COMMENTARY | It's that time of year again that many MLB fans pretend to love: All-Star week. And with the game on Tuesday comes the inevitable conversation that always devolves into a heated argument: Should the winning league be awarded home-field advantage in the World Series?
Since 2003, the rule has been in place and the AL has benefited seven times to the NL's three. This has translated into a 7-3 record for the league with home-field advantage -- a noticeable edge.
Why, then, are we allowing the rosters to be selected the way they are? Why does the team with the most wins in baseball, the Boston Red Sox, have so few representatives?
Beginning with the managers, the selection process for the game is completely out of whack. Rather than select the managers of each league's best team at the break -- the Red Sox's John Farrell and the St. Louis Cardinals' Mike Matheny -- the two in charge of the previous season's World Series clubs help determine the rosters for the All-Star game. This year, that responsibility falls to the San Francisco Giants' Bruce Bochy and the Detroit Tigers' Jim Leyland. While the Tigers are a solid team in contention for their division, the Giants have struggled.
And what about a year where a "Cinderella" team makes the World Series, such as in 2007 with the Colorado Rockies? At the break in 2008, the Rockies were a woeful 39-57, yet manager Clint Hurdle was tasked with assembling a squad who would fight for the World Series advantage.
He ended up being let go early the following season.
But let's excuse the managerial factor, because it's not hard to pick a team. Theoretically.
All-Star selection kicks off with a fan vote to elect the starters. That's right, a popularity contest. The biggest fan-bases are rewarded, not necessarily the game's best players. Michael Cuddyer is toiling away in Colorado with his .330 average, 16 home runs and 55 RBIs yet didn't even make the top 15 in voting among NL All-Stars.
Some players aren't even on the ballot. Red Sox outfielder Daniel Nava is having a strong year, yet short of a massive write-in campaign, had no chance to be voted in.

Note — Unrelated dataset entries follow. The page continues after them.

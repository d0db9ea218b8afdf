//! Copy-up of a single object from the origin layer into the cache layer.

use nix::sys::stat::{utimensat, UtimensatFlags};
use nix::sys::time::TimeSpec;
use std::fs::{self, DirBuilder, Metadata, Permissions};
use std::io;
use std::os::unix::fs::{DirBuilderExt, MetadataExt, PermissionsExt};
use std::path::{Path, PathBuf};
use thiserror::Error;

/// Prefix of the temporary sibling a file is copied into before it is
/// renamed into place.
pub const COPY_TEMP_PREFIX: &str = ".dbfs-copy.";

#[derive(Error, Debug)]
pub enum MaterializeError {
    #[error("failed to stat origin {path}: {source}")]
    Stat { path: PathBuf, source: io::Error },

    #[error("failed to create directory {path}: {source}")]
    CreateDir { path: PathBuf, source: io::Error },

    #[error("failed to copy {from} to {to}: {source}")]
    Copy {
        from: PathBuf,
        to: PathBuf,
        source: io::Error,
    },

    #[error("failed to recreate symlink {path}: {source}")]
    Symlink { path: PathBuf, source: io::Error },

    #[error("failed to set mode on {path}: {source}")]
    Mode { path: PathBuf, source: io::Error },
}

/// What a call to [`materialize`] did.
#[derive(Debug, Clone, Copy, PartialEq, Eq)]
pub enum Materialized {
    Directory,
    File,
    Symlink,
    /// Another writer got there first; nothing was touched.
    AlreadyPresent,
    /// Devices, sockets and FIFOs are left in the origin layer.
    Skipped,
}

impl Materialized {
    pub fn copied(self) -> bool {
        matches!(
            self,
            Materialized::Directory | Materialized::File | Materialized::Symlink
        )
    }
}

/// Replicate the object at `origin` to `cache`: content (or link target),
/// mode bits and timestamps. Directories are created empty.
pub fn materialize(origin: &Path, cache: &Path) -> Result<Materialized, MaterializeError> {
    let meta = fs::symlink_metadata(origin).map_err(|source| MaterializeError::Stat {
        path: origin.to_path_buf(),
        source,
    })?;
    let file_type = meta.file_type();
    let mode = meta.mode() & 0o7777;

    let kind = if file_type.is_dir() {
        materialize_dir(cache, mode)?
    } else if file_type.is_symlink() {
        materialize_symlink(origin, cache)?
    } else if file_type.is_file() {
        materialize_file(origin, cache, mode)?
    } else {
        tracing::warn!(
            "materialize: skipping unsupported object {} (mode {:#o})",
            origin.display(),
            meta.mode()
        );
        return Ok(Materialized::Skipped);
    };

    if kind.copied() {
        if let Err(e) = copy_times(&meta, cache) {
            tracing::warn!(
                "materialize: failed to copy timestamps onto {}: {}",
                cache.display(),
                e
            );
        }
    }

    Ok(kind)
}

fn materialize_dir(cache: &Path, mode: u32) -> Result<Materialized, MaterializeError> {
    match DirBuilder::new().mode(mode).create(cache) {
        Ok(()) => {}
        Err(e) if e.kind() == io::ErrorKind::AlreadyExists => {
            return Ok(Materialized::AlreadyPresent)
        }
        Err(source) => {
            return Err(MaterializeError::CreateDir {
                path: cache.to_path_buf(),
                source,
            })
        }
    }

    // mkdir(2) applies the umask and drops special bits
    fs::set_permissions(cache, Permissions::from_mode(mode)).map_err(|source| {
        MaterializeError::Mode {
            path: cache.to_path_buf(),
            source,
        }
    })?;
    Ok(Materialized::Directory)
}

fn materialize_symlink(origin: &Path, cache: &Path) -> Result<Materialized, MaterializeError> {
    let symlink_error = |source| MaterializeError::Symlink {
        path: cache.to_path_buf(),
        source,
    };
    let target = fs::read_link(origin).map_err(symlink_error)?;
    match std::os::unix::fs::symlink(&target, cache) {
        Ok(()) => Ok(Materialized::Symlink),
        Err(e) if e.kind() == io::ErrorKind::AlreadyExists => Ok(Materialized::AlreadyPresent),
        Err(e) => Err(symlink_error(e)),
    }
}

fn materialize_file(
    origin: &Path,
    cache: &Path,
    mode: u32,
) -> Result<Materialized, MaterializeError> {
    let copy_error = |source| MaterializeError::Copy {
        from: origin.to_path_buf(),
        to: cache.to_path_buf(),
        source,
    };
    let parent = cache.parent().unwrap_or_else(|| Path::new("/"));

    let temp = tempfile::Builder::new()
        .prefix(COPY_TEMP_PREFIX)
        .tempfile_in(parent)
        .map_err(copy_error)?;

    copy_file_contents(origin, temp.path()).map_err(copy_error)?;
    fs::set_permissions(temp.path(), Permissions::from_mode(mode)).map_err(|source| {
        MaterializeError::Mode {
            path: cache.to_path_buf(),
            source,
        }
    })?;

    // Publishing with a link keeps readers from ever seeing a partial copy
    // and never clobbers an object someone else put there first.
    match temp.persist_noclobber(cache) {
        Ok(_) => Ok(Materialized::File),
        Err(e) if e.error.kind() == io::ErrorKind::AlreadyExists => {
            Ok(Materialized::AlreadyPresent)
        }
        Err(e) => Err(copy_error(e.error)),
    }
}

/// Byte-for-byte copy; the kernel may use copy_file_range or reflinks.
pub(crate) fn copy_file_contents(src: &Path, dest: &Path) -> io::Result<()> {
    fs::copy(src, dest)?;
    Ok(())
}

/// Copy access and modification times from `meta` onto `path` without
/// following a final symlink.
pub(crate) fn copy_times(meta: &Metadata, path: &Path) -> nix::Result<()> {
    let atime = TimeSpec::new(meta.atime() as _, meta.atime_nsec() as _);
    let mtime = TimeSpec::new(meta.mtime() as _, meta.mtime_nsec() as _);
    utimensat(None, path, &atime, &mtime, UtimensatFlags::NoFollowSymlink)
}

In fact, the Red Sox placed only three players on the team -- and Clay Buchholz won't be playing due to injury -- despite being the AL's best team for most of the season. They've set a franchise record for wins before the All-Star break and have already nearly tied last year's total series wins of 20, falling one short with a half to go. They are a legitimate threat to represent the AL in the World Series and only David Ortiz and Dustin Pedroia will be battling for home-field advantage.
Plus, every team must have at least one All-Star representative. Even the lowly Houston Astros get a player to decide the important game. Jason Castro is a good player, but not great, with numbers comparable to Red Sox catcher Jarrod Saltalamacchia.
Perhaps the most egregious offense has been the phenomenon known as the Final Vote. The NL's should have been simple, but it wasn't. Yasiel Puig nearly stole the slot away from the Atlanta Braves' Freddie Freeman despite playing only 38 games -- about 40 percent of his team's schedule so far. The Braves have the biggest division lead in MLB and look to be cruising into the playoffs -- for real this time -- while the Los Angeles Dodgers are stuck in neutral.
Luckily, America got it right, but it wasn't for lack of trying. The support and campaigning for Puig was far-reaching. He's an exciting player, sure, and he'll get his chance, but there were better choices this year.
In the AL, Red Sox pitcher Koji Uehera lost out to the fifth-place Toronto Blue Jays' Steve Delabar. Another missed opportunity to reward the AL's best team.
With the massive emphasis on voting and inclusion of someone from every team, it seems that MLB wants to make the All-Star game about the fans. And there's nothing wrong with that. But to have such an advantage -- 58.8 percent since the current 2-3-2 format started in 1924 -- determined by such a flawed method is asinine. That the Red Sox are aiming to secure home-field with only two players and the most wins in baseball is equally absurd.
MLB must make up its mind -- the fans or the advantage. It can't have it both ways.